TASK PROMPT:
Beginning with the line below that contains "let mut buf = [0u8; SIGNING_MESSAGE_LEN];" and ending with the line that contains "pub fn to_bytes(&self) -> [u8; TX_RECORD_LEN]", copy every line exactly. Copy nothing else.

EXTRACTED RECORDS:
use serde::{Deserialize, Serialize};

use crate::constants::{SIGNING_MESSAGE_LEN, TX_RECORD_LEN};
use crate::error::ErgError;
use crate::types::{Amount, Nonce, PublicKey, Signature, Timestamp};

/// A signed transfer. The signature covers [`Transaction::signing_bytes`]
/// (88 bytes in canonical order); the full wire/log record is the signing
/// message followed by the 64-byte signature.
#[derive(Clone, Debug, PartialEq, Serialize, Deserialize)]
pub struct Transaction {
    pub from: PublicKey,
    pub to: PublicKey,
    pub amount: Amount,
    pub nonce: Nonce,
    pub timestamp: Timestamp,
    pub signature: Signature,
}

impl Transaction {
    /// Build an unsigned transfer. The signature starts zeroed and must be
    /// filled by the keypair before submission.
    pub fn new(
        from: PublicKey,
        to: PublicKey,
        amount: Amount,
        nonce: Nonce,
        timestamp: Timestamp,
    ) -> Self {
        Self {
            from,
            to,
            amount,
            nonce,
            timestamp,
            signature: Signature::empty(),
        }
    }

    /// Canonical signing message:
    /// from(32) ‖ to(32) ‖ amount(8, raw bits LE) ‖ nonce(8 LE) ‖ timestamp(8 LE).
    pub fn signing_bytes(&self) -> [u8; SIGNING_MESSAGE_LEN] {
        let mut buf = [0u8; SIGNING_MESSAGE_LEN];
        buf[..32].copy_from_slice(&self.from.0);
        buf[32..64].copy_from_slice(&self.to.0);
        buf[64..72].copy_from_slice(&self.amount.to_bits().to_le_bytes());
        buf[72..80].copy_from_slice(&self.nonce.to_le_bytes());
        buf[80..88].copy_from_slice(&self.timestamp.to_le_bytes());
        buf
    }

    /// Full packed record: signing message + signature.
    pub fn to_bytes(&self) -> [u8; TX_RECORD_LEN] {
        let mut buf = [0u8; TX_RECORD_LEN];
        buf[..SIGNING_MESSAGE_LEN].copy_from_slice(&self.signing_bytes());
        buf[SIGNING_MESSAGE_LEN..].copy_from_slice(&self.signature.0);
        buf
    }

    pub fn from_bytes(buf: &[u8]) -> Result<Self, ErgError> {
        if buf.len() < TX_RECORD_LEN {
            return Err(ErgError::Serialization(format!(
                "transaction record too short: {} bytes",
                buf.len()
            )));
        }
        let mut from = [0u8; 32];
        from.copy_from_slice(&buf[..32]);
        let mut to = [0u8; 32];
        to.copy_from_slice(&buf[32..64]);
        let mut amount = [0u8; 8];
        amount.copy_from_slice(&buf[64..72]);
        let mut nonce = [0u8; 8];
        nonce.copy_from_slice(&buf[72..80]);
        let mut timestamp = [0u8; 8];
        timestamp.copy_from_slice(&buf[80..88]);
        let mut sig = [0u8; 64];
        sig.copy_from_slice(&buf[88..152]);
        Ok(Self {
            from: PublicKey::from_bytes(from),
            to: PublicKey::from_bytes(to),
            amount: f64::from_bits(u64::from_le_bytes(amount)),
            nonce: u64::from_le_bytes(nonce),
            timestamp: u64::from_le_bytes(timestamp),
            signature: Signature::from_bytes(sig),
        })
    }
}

* * *

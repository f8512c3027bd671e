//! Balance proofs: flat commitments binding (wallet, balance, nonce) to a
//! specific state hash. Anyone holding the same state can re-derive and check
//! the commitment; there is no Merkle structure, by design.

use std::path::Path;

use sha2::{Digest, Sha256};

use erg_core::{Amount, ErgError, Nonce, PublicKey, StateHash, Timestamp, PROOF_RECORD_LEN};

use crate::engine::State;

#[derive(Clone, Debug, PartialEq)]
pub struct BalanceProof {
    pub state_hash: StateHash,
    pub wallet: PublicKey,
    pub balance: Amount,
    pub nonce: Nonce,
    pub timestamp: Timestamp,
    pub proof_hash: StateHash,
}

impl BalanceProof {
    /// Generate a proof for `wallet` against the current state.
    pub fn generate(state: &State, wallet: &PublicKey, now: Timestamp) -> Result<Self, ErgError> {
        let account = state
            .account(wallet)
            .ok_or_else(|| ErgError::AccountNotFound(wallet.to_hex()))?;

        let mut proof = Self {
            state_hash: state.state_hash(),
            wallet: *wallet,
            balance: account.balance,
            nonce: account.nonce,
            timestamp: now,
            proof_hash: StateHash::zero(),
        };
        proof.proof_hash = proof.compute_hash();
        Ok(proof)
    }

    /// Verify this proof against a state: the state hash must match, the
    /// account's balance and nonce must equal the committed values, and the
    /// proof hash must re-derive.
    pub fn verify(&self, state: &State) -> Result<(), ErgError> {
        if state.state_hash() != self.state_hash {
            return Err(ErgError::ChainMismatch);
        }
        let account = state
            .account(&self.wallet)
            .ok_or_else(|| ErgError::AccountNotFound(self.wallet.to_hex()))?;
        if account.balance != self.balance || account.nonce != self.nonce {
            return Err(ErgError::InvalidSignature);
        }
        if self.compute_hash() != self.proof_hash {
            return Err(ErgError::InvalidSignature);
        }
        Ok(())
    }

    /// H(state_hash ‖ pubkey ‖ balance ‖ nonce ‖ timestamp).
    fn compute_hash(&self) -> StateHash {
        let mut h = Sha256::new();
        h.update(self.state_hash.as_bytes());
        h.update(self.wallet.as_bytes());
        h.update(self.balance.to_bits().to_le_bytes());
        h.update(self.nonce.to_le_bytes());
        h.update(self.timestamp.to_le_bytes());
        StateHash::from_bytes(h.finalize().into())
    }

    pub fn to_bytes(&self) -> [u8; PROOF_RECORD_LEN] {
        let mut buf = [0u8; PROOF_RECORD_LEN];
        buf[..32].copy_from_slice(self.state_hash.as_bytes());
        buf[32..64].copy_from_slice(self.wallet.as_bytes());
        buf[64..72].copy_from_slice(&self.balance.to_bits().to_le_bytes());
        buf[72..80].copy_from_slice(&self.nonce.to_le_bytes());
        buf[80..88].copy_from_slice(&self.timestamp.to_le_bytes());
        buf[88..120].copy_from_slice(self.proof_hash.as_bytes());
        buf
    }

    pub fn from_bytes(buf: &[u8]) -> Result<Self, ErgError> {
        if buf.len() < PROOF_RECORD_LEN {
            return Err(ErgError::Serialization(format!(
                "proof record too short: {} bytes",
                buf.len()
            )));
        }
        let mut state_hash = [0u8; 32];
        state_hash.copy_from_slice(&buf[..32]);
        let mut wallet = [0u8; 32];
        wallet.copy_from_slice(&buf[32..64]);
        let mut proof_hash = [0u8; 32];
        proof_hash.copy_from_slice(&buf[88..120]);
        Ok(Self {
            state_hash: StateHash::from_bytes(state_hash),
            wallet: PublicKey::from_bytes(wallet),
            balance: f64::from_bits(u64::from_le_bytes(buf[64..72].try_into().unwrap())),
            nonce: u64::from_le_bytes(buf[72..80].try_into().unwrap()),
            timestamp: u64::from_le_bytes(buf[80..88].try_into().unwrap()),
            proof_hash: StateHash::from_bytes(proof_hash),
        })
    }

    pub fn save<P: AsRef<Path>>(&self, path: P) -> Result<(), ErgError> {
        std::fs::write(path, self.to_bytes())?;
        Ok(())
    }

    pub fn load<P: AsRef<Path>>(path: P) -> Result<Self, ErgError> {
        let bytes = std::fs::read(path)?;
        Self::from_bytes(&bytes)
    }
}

==

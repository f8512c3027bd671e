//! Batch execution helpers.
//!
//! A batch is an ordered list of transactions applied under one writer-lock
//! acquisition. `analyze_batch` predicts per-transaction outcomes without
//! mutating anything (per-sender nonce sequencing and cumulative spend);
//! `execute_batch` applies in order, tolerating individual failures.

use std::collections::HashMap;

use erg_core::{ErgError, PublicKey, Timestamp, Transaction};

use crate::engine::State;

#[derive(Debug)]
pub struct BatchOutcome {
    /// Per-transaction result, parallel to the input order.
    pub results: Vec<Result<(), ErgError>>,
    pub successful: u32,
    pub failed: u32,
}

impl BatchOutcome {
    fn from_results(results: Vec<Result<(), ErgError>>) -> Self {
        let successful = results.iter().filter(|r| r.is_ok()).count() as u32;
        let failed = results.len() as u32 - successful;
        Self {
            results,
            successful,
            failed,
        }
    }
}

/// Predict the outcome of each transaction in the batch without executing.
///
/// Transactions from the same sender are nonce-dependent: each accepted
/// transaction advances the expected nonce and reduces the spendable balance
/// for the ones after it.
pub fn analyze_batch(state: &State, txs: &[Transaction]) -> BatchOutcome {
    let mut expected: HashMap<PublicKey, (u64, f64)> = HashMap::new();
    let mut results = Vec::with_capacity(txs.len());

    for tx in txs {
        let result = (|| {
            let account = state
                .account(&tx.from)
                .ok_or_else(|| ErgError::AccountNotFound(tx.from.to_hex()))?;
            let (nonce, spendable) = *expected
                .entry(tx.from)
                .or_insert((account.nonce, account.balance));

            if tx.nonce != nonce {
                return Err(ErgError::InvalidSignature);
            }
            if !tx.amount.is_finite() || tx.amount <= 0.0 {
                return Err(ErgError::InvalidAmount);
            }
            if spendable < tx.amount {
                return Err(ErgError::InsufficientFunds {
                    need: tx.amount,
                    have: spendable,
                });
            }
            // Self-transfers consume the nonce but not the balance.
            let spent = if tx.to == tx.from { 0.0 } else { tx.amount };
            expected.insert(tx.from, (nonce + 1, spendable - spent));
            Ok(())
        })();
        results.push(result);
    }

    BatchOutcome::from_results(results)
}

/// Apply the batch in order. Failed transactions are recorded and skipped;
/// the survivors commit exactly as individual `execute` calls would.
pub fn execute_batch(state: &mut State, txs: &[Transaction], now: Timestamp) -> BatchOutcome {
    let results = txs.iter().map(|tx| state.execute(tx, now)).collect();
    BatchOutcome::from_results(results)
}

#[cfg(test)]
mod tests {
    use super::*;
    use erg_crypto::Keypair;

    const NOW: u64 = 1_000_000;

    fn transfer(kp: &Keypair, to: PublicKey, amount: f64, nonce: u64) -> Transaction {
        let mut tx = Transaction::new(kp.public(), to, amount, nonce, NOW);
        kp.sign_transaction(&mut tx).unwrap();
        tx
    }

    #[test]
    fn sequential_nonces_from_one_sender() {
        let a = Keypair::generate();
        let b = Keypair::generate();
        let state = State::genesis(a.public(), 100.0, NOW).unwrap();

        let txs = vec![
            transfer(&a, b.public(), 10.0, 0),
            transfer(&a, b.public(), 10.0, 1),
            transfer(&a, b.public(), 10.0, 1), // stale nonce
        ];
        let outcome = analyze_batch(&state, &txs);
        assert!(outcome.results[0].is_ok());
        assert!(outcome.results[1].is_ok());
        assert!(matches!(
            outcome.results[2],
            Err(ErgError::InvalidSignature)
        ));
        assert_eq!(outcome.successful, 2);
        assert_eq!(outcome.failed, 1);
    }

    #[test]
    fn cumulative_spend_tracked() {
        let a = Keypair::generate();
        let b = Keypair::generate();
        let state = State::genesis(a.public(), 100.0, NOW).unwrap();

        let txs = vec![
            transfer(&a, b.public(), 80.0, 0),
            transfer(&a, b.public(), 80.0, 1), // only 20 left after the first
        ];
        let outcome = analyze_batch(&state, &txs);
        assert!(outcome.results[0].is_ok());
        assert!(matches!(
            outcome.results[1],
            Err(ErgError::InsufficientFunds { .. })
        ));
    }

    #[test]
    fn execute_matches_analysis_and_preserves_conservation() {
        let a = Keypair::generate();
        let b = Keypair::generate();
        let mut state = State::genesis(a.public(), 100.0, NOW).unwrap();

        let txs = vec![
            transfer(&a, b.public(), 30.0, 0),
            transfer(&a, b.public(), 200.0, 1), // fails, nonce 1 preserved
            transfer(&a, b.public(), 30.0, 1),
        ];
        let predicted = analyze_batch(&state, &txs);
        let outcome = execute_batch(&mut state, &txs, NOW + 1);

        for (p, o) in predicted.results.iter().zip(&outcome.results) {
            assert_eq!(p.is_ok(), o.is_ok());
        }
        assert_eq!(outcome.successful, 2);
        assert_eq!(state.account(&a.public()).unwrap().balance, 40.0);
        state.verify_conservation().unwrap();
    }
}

ANSWER SECTION:
        let mut buf = [0u8; SIGNING_MESSAGE_LEN];
        buf[..32].copy_from_slice(&self.from.0);
        buf[32..64].copy_from_slice(&self.to.0);
        buf[64..72].copy_from_slice(&self.amount.to_bits().to_le_bytes());
        buf[72..80].copy_from_slice(&self.nonce.to_le_bytes());
        buf[80..88].copy_from_slice(&self.timestamp.to_le_bytes());
        buf
    }

    /// Full packed record: signing message + signature.
    pub fn to_bytes(&self) -> [u8; TX_RECORD_LEN] {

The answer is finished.